--- Excerpted data Enclosed Below ---
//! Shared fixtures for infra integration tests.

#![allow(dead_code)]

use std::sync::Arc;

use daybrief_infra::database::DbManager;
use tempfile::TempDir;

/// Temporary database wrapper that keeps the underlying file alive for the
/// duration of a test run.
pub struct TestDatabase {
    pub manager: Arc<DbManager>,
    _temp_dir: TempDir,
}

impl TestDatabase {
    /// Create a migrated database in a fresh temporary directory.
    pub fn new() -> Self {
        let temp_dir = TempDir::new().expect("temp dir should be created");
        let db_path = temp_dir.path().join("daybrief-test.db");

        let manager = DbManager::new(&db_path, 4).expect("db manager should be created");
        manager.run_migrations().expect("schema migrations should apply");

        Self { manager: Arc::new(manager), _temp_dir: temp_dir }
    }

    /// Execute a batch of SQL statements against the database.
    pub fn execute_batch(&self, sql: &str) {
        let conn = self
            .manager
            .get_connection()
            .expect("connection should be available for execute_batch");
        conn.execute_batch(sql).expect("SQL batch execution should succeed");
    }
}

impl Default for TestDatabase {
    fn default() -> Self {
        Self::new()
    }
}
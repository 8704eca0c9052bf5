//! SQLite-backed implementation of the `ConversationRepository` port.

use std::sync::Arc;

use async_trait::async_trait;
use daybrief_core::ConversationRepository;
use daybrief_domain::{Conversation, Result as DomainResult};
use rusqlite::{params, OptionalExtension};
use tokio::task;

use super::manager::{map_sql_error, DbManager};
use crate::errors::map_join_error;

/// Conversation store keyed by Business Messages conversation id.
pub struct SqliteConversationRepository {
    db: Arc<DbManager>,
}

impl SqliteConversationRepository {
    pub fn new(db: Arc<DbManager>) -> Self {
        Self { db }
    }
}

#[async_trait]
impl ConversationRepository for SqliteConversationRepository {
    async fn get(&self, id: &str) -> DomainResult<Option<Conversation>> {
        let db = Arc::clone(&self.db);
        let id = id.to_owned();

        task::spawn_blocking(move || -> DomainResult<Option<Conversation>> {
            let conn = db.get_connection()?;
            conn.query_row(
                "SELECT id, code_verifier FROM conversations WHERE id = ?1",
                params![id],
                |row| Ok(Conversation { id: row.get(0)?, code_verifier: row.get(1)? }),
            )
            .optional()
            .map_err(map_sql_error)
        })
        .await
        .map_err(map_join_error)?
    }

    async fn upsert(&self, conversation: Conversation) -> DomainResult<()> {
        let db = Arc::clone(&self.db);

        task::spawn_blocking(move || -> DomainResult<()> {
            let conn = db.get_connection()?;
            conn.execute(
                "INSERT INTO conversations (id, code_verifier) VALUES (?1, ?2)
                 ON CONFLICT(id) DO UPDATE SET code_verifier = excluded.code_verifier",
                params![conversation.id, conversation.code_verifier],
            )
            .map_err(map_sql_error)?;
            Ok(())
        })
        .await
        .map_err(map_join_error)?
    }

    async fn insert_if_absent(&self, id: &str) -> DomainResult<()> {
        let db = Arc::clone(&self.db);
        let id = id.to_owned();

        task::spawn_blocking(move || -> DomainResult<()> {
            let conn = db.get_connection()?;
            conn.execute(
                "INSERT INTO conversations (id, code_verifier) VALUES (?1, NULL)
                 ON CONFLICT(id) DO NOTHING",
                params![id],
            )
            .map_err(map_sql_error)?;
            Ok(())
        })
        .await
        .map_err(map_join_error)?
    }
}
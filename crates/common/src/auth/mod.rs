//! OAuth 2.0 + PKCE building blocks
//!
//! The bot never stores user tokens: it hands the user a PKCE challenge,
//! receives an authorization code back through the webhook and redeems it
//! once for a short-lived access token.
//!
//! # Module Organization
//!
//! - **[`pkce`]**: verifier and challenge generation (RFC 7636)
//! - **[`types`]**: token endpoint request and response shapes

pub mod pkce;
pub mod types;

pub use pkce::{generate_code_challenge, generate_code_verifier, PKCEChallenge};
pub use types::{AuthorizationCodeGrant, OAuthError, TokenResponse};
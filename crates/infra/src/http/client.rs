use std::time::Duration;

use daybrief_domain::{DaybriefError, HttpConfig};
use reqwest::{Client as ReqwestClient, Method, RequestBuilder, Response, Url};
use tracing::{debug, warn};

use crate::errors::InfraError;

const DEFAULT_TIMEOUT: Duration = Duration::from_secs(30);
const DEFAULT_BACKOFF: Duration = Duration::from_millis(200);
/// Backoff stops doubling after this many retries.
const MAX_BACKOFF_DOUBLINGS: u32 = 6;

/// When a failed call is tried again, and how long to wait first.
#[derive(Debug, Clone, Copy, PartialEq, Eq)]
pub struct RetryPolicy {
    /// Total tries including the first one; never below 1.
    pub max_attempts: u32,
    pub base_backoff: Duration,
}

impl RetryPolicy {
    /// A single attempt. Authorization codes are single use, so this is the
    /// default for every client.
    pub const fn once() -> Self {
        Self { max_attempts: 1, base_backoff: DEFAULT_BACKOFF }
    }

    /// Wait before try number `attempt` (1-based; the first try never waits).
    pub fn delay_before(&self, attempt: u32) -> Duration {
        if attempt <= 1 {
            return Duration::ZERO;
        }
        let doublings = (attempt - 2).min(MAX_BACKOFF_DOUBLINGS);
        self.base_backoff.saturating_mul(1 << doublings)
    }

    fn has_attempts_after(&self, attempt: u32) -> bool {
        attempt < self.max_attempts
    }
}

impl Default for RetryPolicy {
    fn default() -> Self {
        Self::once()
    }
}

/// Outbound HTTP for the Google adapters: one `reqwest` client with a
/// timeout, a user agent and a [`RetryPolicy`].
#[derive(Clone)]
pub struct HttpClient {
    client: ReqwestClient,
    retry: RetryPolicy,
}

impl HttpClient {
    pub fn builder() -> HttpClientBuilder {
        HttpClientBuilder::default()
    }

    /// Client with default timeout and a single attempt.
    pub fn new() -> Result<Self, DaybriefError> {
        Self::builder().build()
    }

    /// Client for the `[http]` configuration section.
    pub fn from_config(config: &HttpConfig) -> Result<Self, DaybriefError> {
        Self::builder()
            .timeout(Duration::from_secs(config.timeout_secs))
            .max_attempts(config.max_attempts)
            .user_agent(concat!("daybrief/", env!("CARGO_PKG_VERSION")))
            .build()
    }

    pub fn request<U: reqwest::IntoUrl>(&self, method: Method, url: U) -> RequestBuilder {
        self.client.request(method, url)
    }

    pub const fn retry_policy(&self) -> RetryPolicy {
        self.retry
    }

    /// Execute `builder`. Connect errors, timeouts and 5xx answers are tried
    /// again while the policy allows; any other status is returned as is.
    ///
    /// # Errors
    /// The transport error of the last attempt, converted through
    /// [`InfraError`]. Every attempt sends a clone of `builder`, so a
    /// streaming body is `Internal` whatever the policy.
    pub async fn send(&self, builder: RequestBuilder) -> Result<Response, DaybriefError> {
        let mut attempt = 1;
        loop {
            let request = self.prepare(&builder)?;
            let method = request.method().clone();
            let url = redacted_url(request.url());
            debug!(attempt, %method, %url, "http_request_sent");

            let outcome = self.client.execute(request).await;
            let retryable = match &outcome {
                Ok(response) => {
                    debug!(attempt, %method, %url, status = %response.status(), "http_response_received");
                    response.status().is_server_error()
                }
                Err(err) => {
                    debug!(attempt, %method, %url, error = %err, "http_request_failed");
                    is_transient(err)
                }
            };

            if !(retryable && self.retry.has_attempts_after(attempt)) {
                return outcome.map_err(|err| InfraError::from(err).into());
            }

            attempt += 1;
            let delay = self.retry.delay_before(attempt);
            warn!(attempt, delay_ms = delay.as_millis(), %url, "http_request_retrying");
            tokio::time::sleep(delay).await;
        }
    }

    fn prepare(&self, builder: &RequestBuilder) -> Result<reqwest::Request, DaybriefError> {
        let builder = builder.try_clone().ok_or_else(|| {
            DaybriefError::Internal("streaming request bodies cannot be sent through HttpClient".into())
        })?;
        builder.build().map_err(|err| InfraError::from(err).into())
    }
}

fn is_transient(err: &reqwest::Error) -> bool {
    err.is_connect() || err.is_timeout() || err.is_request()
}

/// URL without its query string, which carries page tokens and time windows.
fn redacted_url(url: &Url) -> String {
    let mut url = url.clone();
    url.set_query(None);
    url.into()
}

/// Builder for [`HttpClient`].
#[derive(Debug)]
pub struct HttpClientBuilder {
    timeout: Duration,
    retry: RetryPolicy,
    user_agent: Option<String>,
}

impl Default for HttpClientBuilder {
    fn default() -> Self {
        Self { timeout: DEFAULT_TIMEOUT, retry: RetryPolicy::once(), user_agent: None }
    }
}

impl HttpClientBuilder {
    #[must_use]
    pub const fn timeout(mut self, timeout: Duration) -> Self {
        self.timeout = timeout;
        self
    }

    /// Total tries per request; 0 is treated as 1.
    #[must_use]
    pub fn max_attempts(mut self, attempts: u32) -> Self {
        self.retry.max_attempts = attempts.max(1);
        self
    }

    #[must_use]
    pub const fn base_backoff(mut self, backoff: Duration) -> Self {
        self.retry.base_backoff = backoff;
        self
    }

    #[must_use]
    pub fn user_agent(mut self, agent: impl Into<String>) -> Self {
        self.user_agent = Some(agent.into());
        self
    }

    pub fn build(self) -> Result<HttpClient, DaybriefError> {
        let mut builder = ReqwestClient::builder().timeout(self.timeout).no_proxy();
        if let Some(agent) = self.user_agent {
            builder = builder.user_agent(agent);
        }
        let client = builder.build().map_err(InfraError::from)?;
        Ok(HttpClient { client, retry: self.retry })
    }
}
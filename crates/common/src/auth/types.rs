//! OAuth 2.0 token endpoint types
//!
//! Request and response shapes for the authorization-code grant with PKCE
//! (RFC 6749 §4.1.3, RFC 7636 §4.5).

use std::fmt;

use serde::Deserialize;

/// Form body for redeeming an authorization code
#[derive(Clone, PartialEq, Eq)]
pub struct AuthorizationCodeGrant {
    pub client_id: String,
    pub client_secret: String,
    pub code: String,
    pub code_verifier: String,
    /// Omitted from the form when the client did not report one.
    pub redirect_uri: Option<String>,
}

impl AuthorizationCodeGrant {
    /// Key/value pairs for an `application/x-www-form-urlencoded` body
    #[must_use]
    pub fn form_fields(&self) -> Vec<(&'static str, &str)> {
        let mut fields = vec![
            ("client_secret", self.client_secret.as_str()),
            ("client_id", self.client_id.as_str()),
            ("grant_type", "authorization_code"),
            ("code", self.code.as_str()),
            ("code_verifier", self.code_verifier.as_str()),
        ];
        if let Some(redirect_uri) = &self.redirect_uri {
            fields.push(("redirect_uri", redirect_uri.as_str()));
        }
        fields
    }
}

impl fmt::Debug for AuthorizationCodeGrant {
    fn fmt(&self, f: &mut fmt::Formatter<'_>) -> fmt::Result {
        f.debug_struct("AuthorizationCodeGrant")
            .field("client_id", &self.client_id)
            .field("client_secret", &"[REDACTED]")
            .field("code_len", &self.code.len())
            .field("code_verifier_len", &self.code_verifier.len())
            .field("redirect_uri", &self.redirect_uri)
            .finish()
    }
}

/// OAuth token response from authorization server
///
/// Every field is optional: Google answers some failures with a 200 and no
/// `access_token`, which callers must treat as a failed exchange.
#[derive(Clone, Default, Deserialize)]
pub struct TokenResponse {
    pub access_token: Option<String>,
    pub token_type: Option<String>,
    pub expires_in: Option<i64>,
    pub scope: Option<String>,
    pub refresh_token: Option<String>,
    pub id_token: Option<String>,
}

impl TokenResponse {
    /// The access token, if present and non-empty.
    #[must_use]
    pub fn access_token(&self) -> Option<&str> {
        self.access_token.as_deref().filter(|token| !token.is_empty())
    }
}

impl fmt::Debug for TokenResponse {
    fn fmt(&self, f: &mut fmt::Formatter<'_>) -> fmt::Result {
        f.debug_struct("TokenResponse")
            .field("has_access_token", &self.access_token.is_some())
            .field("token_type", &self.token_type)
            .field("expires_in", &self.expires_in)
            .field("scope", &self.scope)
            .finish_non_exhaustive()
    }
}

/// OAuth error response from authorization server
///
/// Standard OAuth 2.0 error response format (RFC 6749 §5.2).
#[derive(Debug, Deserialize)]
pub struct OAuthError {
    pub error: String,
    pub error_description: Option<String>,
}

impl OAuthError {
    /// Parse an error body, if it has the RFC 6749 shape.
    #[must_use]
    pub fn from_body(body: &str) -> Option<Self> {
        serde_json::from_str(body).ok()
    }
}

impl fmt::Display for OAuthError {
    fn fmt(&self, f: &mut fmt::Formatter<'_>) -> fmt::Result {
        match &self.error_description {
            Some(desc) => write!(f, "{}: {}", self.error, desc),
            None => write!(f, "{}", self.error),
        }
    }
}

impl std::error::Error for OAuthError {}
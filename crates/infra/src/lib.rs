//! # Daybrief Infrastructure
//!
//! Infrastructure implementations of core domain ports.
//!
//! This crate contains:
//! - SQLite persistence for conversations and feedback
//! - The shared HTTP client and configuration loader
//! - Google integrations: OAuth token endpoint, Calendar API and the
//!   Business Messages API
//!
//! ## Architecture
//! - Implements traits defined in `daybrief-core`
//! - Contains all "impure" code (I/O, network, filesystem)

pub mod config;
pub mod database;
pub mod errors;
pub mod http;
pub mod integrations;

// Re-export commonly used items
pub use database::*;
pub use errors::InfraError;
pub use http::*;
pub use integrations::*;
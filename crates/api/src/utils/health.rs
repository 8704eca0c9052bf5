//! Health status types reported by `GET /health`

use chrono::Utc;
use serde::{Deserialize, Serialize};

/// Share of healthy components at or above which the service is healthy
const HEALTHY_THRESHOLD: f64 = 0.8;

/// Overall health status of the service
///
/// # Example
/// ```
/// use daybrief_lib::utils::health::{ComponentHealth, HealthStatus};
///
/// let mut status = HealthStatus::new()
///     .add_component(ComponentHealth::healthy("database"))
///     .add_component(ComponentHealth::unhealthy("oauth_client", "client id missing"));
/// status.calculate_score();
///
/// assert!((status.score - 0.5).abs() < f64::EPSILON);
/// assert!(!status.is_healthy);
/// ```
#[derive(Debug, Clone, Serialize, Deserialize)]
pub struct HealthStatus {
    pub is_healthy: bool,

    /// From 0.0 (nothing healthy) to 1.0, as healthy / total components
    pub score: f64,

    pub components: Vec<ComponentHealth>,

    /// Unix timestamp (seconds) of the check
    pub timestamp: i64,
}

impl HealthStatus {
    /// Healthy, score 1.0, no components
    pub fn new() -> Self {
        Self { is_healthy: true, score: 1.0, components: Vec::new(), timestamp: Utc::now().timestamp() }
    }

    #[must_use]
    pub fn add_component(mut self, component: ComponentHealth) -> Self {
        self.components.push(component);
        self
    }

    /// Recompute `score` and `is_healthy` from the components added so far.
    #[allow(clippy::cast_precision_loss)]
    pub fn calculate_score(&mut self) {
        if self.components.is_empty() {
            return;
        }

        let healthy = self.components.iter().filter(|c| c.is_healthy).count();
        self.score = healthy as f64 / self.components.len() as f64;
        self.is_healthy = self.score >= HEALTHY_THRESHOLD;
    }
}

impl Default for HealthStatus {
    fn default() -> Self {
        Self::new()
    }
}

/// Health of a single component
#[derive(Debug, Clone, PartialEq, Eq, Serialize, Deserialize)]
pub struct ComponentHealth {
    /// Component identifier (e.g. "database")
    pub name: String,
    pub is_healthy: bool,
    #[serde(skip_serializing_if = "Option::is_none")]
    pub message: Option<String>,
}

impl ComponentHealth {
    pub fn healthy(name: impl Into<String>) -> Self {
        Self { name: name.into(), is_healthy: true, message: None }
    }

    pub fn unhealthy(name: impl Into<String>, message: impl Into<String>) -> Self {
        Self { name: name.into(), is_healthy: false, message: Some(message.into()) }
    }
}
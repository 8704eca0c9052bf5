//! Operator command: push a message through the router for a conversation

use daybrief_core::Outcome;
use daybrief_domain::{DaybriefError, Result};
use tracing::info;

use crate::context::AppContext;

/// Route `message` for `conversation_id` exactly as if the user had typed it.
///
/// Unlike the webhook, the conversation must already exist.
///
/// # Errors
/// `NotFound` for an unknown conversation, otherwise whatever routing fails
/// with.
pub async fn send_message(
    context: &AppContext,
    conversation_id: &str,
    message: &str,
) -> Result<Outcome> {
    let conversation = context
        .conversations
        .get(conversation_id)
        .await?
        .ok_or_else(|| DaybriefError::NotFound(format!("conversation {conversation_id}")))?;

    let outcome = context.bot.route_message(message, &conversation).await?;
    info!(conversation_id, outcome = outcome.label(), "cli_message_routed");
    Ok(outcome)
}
--- End of Enclosed Excerpted data ---
Exercise: Reproduce exactly the first line of the listing and every line after it, through the one containing "pub struct TestDatabase". Nothing else belongs in the output.

Answer to the problem:
//! Shared fixtures for infra integration tests.

#![allow(dead_code)]

use std::sync::Arc;

use daybrief_infra::database::DbManager;
use tempfile::TempDir;

/// Temporary database wrapper that keeps the underlying file alive for the
/// duration of a test run.
pub struct TestDatabase {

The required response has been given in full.